Task prompt.
The data must be returned in full, with no character altered.
===== Given records =====
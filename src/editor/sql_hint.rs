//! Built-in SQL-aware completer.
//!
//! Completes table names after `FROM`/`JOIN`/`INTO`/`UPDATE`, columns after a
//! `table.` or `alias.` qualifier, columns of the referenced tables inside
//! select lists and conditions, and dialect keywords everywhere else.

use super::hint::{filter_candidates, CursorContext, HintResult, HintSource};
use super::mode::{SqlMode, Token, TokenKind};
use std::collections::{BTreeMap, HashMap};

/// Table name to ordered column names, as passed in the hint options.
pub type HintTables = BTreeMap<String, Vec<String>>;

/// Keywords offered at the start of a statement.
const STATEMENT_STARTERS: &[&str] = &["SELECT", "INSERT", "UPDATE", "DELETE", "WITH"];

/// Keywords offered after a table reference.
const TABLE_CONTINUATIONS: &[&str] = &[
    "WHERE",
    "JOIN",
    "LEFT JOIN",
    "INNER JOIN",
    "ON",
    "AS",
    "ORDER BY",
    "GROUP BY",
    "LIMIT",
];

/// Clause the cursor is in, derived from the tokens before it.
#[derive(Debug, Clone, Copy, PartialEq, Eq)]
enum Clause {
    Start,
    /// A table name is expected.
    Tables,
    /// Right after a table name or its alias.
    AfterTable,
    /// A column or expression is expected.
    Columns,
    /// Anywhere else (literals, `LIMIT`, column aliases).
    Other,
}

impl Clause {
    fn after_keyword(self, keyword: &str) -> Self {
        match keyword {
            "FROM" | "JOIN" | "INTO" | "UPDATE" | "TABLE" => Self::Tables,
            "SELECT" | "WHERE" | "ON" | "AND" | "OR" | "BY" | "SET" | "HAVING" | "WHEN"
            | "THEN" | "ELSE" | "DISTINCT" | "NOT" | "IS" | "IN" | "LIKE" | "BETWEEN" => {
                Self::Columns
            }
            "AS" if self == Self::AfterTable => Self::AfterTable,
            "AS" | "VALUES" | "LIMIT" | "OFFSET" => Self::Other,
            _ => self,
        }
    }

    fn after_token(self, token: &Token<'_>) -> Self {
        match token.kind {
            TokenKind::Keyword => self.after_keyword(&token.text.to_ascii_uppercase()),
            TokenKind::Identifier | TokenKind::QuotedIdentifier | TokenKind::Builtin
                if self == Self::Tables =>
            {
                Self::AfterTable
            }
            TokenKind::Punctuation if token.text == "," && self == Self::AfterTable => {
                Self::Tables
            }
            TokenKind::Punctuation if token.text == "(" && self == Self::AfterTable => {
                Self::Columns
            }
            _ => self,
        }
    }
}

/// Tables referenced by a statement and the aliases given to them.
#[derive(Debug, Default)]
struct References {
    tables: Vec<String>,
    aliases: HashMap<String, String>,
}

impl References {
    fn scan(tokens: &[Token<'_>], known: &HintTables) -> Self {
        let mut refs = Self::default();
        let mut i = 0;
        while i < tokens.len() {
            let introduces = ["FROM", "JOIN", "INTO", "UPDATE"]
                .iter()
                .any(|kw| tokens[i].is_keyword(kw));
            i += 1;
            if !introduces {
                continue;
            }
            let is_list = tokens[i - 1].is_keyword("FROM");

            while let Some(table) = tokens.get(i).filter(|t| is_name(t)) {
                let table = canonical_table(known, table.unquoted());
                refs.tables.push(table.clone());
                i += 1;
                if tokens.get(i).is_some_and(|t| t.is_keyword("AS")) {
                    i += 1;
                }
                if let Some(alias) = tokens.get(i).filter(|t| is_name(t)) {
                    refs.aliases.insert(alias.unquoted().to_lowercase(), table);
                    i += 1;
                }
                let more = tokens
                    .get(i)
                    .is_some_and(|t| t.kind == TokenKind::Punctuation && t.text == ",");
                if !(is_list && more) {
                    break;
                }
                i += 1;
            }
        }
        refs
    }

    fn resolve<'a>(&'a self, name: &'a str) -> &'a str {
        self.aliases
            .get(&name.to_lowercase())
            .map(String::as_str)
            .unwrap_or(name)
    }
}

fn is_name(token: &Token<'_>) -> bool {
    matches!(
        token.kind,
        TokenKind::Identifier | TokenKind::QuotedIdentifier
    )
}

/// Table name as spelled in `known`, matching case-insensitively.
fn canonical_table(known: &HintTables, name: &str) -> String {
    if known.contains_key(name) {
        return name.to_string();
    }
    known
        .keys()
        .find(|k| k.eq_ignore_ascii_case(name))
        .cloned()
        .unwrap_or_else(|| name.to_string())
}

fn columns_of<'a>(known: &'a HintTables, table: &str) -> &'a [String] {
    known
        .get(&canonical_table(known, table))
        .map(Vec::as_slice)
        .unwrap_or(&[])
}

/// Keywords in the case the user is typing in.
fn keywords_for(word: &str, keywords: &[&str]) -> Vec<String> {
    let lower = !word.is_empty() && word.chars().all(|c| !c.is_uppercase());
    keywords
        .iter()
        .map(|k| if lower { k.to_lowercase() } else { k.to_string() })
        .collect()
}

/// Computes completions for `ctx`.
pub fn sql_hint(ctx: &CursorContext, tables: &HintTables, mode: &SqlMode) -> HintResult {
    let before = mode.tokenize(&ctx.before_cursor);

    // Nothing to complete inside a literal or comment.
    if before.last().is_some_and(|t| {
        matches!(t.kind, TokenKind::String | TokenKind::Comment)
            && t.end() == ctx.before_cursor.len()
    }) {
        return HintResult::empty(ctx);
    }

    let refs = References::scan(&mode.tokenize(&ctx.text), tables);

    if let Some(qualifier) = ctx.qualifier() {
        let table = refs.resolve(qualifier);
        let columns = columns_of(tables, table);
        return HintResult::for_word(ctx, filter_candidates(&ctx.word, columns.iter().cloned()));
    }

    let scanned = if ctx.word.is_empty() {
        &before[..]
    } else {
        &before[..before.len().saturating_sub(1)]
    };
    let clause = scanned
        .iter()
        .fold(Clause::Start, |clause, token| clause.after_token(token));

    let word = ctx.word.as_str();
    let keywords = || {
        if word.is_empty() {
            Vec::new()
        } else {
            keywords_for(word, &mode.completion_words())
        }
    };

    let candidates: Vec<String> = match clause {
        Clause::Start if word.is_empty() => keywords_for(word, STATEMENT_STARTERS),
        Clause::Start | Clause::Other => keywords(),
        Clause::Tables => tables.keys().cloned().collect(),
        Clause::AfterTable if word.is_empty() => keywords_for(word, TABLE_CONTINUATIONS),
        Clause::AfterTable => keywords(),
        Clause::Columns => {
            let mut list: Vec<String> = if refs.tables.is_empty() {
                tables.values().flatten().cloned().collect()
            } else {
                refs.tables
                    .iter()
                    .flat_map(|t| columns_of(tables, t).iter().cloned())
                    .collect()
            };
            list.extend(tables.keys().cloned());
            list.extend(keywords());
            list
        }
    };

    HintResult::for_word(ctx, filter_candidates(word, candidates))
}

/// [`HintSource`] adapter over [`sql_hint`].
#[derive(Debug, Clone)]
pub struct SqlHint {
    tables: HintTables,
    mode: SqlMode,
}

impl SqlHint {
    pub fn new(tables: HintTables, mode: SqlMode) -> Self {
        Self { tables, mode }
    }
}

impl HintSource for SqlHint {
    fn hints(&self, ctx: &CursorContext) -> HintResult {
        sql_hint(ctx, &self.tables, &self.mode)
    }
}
=====
Response for this exercise.
filename src/editor/sql_hint.rs
//! Built-in SQL-aware completer.
//!
//! Completes table names after `FROM`/`JOIN`/`INTO`/`UPDATE`, columns after a
//! `table.` or `alias.` qualifier, columns of the referenced tables inside
//! select lists and conditions, and dialect keywords everywhere else.

use super::hint::{filter_candidates, CursorContext, HintResult, HintSource};
use super::mode::{SqlMode, Token, TokenKind};
use std::collections::{BTreeMap, HashMap};

/// Table name to ordered column names, as passed in the hint options.
pub type HintTables = BTreeMap<String, Vec<String>>;

/// Keywords offered at the start of a statement.
const STATEMENT_STARTERS: &[&str] = &["SELECT", "INSERT", "UPDATE", "DELETE", "WITH"];

/// Keywords offered after a table reference.
const TABLE_CONTINUATIONS: &[&str] = &[
    "WHERE",
    "JOIN",
    "LEFT JOIN",
    "INNER JOIN",
    "ON",
    "AS",
    "ORDER BY",
    "GROUP BY",
    "LIMIT",
];

/// Clause the cursor is in, derived from the tokens before it.
#[derive(Debug, Clone, Copy, PartialEq, Eq)]
enum Clause {
    Start,
    /// A table name is expected.
    Tables,
    /// Right after a table name or its alias.
    AfterTable,
    /// A column or expression is expected.
    Columns,
    /// Anywhere else (literals, `LIMIT`, column aliases).
    Other,
}

impl Clause {
    fn after_keyword(self, keyword: &str) -> Self {
        match keyword {
            "FROM" | "JOIN" | "INTO" | "UPDATE" | "TABLE" => Self::Tables,
            "SELECT" | "WHERE" | "ON" | "AND" | "OR" | "BY" | "SET" | "HAVING" | "WHEN"
            | "THEN" | "ELSE" | "DISTINCT" | "NOT" | "IS" | "IN" | "LIKE" | "BETWEEN" => {
                Self::Columns
            }
            "AS" if self == Self::AfterTable => Self::AfterTable,
            "AS" | "VALUES" | "LIMIT" | "OFFSET" => Self::Other,
            _ => self,
        }
    }

    fn after_token(self, token: &Token<'_>) -> Self {
        match token.kind {
            TokenKind::Keyword => self.after_keyword(&token.text.to_ascii_uppercase()),
            TokenKind::Identifier | TokenKind::QuotedIdentifier | TokenKind::Builtin
                if self == Self::Tables =>
            {
                Self::AfterTable
            }
            TokenKind::Punctuation if token.text == "," && self == Self::AfterTable => {
                Self::Tables
            }
            TokenKind::Punctuation if token.text == "(" && self == Self::AfterTable => {
                Self::Columns
            }
            _ => self,
        }
    }
}

/// Tables referenced by a statement and the aliases given to them.
#[derive(Debug, Default)]
struct References {
    tables: Vec<String>,
    aliases: HashMap<String, String>,
}

impl References {
    fn scan(tokens: &[Token<'_>], known: &HintTables) -> Self {
        let mut refs = Self::default();
        let mut i = 0;
        while i < tokens.len() {
            let introduces = ["FROM", "JOIN", "INTO", "UPDATE"]
                .iter()
                .any(|kw| tokens[i].is_keyword(kw));
            i += 1;
            if !introduces {
                continue;
            }
            let is_list = tokens[i - 1].is_keyword("FROM");

            while let Some(table) = tokens.get(i).filter(|t| is_name(t)) {
                let table = canonical_table(known, table.unquoted());
                refs.tables.push(table.clone());
                i += 1;
                if tokens.get(i).is_some_and(|t| t.is_keyword("AS")) {
                    i += 1;
                }
                if let Some(alias) = tokens.get(i).filter(|t| is_name(t)) {
                    refs.aliases.insert(alias.unquoted().to_lowercase(), table);
                    i += 1;
                }
                let more = tokens
                    .get(i)
                    .is_some_and(|t| t.kind == TokenKind::Punctuation && t.text == ",");
                if !(is_list && more) {
                    break;
                }
                i += 1;
            }
        }
        refs
    }

    fn resolve<'a>(&'a self, name: &'a str) -> &'a str {
        self.aliases
            .get(&name.to_lowercase())
            .map(String::as_str)
            .unwrap_or(name)
    }
}

fn is_name(token: &Token<'_>) -> bool {
    matches!(
        token.kind,
        TokenKind::Identifier | TokenKind::QuotedIdentifier
    )
}

/// Table name as spelled in `known`, matching case-insensitively.
fn canonical_table(known: &HintTables, name: &str) -> String {
    if known.contains_key(name) {
        return name.to_string();
    }
    known
        .keys()
        .find(|k| k.eq_ignore_ascii_case(name))
        .cloned()
        .unwrap_or_else(|| name.to_string())
}

fn columns_of<'a>(known: &'a HintTables, table: &str) -> &'a [String] {
    known
        .get(&canonical_table(known, table))
        .map(Vec::as_slice)
        .unwrap_or(&[])
}

/// Keywords in the case the user is typing in.
fn keywords_for(word: &str, keywords: &[&str]) -> Vec<String> {
    let lower = !word.is_empty() && word.chars().all(|c| !c.is_uppercase());
    keywords
        .iter()
        .map(|k| if lower { k.to_lowercase() } else { k.to_string() })
        .collect()
}

/// Computes completions for `ctx`.
pub fn sql_hint(ctx: &CursorContext, tables: &HintTables, mode: &SqlMode) -> HintResult {
    let before = mode.tokenize(&ctx.before_cursor);

    // Nothing to complete inside a literal or comment.
    if before.last().is_some_and(|t| {
        matches!(t.kind, TokenKind::String | TokenKind::Comment)
            && t.end() == ctx.before_cursor.len()
    }) {
        return HintResult::empty(ctx);
    }

    let refs = References::scan(&mode.tokenize(&ctx.text), tables);

    if let Some(qualifier) = ctx.qualifier() {
        let table = refs.resolve(qualifier);
        let columns = columns_of(tables, table);
        return HintResult::for_word(ctx, filter_candidates(&ctx.word, columns.iter().cloned()));
    }

    let scanned = if ctx.word.is_empty() {
        &before[..]
    } else {
        &before[..before.len().saturating_sub(1)]
    };
    let clause = scanned
        .iter()
        .fold(Clause::Start, |clause, token| clause.after_token(token));

    let word = ctx.word.as_str();
    let keywords = || {
        if word.is_empty() {
            Vec::new()
        } else {
            keywords_for(word, &mode.completion_words())
        }
    };

    let candidates: Vec<String> = match clause {
        Clause::Start if word.is_empty() => keywords_for(word, STATEMENT_STARTERS),
        Clause::Start | Clause::Other => keywords(),
        Clause::Tables => tables.keys().cloned().collect(),
        Clause::AfterTable if word.is_empty() => keywords_for(word, TABLE_CONTINUATIONS),
        Clause::AfterTable => keywords(),
        Clause::Columns => {
            let mut list: Vec<String> = if refs.tables.is_empty() {
                tables.values().flatten().cloned().collect()
            } else {
                refs.tables
                    .iter()
                    .flat_map(|t| columns_of(tables, t).iter().cloned())
                    .collect()
            };
            list.extend(tables.keys().cloned());
            list.extend(keywords());
            list
        }
    };

    HintResult::for_word(ctx, filter_candidates(word, candidates))
}

/// [`HintSource`] adapter over [`sql_hint`].
#[derive(Debug, Clone)]
pub struct SqlHint {
    tables: HintTables,
    mode: SqlMode,
}

impl SqlHint {
    pub fn new(tables: HintTables, mode: SqlMode) -> Self {
        Self { tables, mode }
    }
}

impl HintSource for SqlHint {
    fn hints(&self, ctx: &CursorContext) -> HintResult {
        sql_hint(ctx, &self.tables, &self.mode)
    }
}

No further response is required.